A situação de dúvida relatada acima é uma constante que assombra o ser humano em sua trajetória terrena, presente em momentos decisivos e imbuída de dualidades, envolvendo o que queremos ser ou o que podemos ser. Enfim, como viver a vida. Alguns chegam a dizer que felizes são aqueles que, vivendo permanentemente alienados e não se confrontando com embates de verdades, não percebem as realidades do mundo e fazem o seu caminho de forma intransigente ou por vezes também construída ou fruto de uma mito onde cada um o percebe de uma forma diferente, assim representado na famosa "Alegoria da Caverna" ou "Mito da Caverna", uma passagem de "A República", do filósofo grego Platão (400 aC).
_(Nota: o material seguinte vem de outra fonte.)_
use std::env;
use std::time::Instant;

use anyhow::{Context, Result};
use indicatif::{ProgressBar, ProgressStyle};

use studyrag_chat::{classify_failure, relevance_score};
use studyrag_cli::{load_chunks, parse_args, Command, USAGE};
use studyrag_core::config::{Config, Settings};
use studyrag_core::error::Error;
use studyrag_core::logging;
use studyrag_core::types::MetadataFilter;
use studyrag_retrieval::RetrievalEngine;

fn main() -> Result<()> {
    logging::init();
    let config = Config::load().map_err(|e| { eprintln!("Error loading config: {}", e); e })?;
    let settings = config.settings()?;
    let args: Vec<String> = env::args().skip(1).collect();
    let cmd = match parse_args(&args) {
        Ok(cmd) => cmd,
        Err(e) => {
            eprintln!("{e}\n\n{USAGE}");
            std::process::exit(2);
        }
    };
    tokio::runtime::Runtime::new()?.block_on(run(cmd, settings))
}

async fn run(cmd: Command, settings: Settings) -> Result<()> {
    let engine = RetrievalEngine::from_settings(&settings);
    match cmd {
        Command::Ingest { path, force } => ingest(&engine, &settings, &path, force).await?,
        Command::Search { query, limit, source } => {
            let k = limit.unwrap_or(settings.retrieval.top_k_results);
            let filter = source.map(|s| MetadataFilter::new().with("source", s));
            let hits = engine.search(&query, k, filter.as_ref()).await?;
            if hits.is_empty() {
                println!("No results for '{query}'");
            }
            for (rank, hit) in hits.iter().enumerate() {
                let distance =
                    hit.distance.map_or_else(|| "n/a".to_string(), |d| format!("{d:.4}"));
                let preview: String = hit.text.chars().take(160).collect();
                println!(
                    "{}. {}#{} distance={} relevance={:.2}\n   {}",
                    rank + 1,
                    hit.metadata.source,
                    hit.metadata.chunk_id,
                    distance,
                    relevance_score(hit.distance, settings.retrieval.default_relevance),
                    preview.replace('\n', " "),
                );
            }
        }
        Command::Stats => {
            let stats = engine.stats().await?;
            println!("{}", serde_json::to_string_pretty(&stats)?);
        }
        Command::Reset => {
            engine.delete_all().await?;
            println!("Index cleared");
        }
        Command::Classify { text } => {
            println!("{}", serde_json::to_string_pretty(&classify_failure(&text))?);
        }
    }
    Ok(())
}

async fn ingest(
    engine: &RetrievalEngine,
    settings: &Settings,
    path: &std::path::Path,
    force: bool,
) -> Result<()> {
    let start = Instant::now();
    let chunks = load_chunks(path)?;
    println!("Loaded {} chunks from {}", chunks.len(), path.display());
    if force {
        engine.delete_all().await?;
        println!("Existing index cleared (--force)");
    }
    if chunks.is_empty() {
        return Ok(());
    }
    engine.preload().await?;

    let pb = ProgressBar::new(chunks.len() as u64);
    pb.set_style(
        ProgressStyle::default_bar()
            .template(
                "{spinner:.green} [{elapsed_precise}] [{bar:40.cyan/blue}] \
                 {pos}/{len} chunks ({percent}%)",
            )?
            .progress_chars("#>-"),
    );
    let batch_size = settings.index.batch_size;
    for (n, batch) in chunks.chunks(batch_size).enumerate() {
        let offset = n * batch_size;
        engine.ingest(batch).await.map_err(|e| {
            let resume = match &e {
                Error::Index(ie) => ie.resume_offset(batch_size),
                _ => None,
            };
            let msg = match resume {
                Some(r) => format!("ingest stopped; resume from chunk {}", offset + r),
                None => format!("ingest failed in chunks {offset}..{}", offset + batch.len()),
            };
            anyhow::Error::new(e).context(msg)
        })?;
        pb.inc(batch.len() as u64);
    }
    pb.finish_with_message("done");

    let stats = engine.stats().await.context("reading index stats")?;
    tracing::info!(chunks = chunks.len(), count = stats.count, "ingest complete");
    println!(
        "Indexed {} chunks into '{}' ({} rows total) in {:.1}s",
        chunks.len(),
        stats.name,
        stats.count,
        start.elapsed().as_secs_f64()
    );
    Ok(())
}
É sabido que ao longo da história muitas pessoas buscam se estruturar em clubes de serviço, grupos, associações, fraternidades, entidades com os mais variados objetivos, materiais, sociais, culturais, religiosos, civis, etc., onde a cooperação, a partilha, a ajuda mútua e a solidariedade prevalecem. Cabe aos membros e administradores dessas entidades, entre outras ações, encontrar pessoas com as qualificações necessárias e ideais para dar continuidade ao trabalho, que estejam plenamente empenhadas e envolvidas na garantia do alcance dos objetivos definidos.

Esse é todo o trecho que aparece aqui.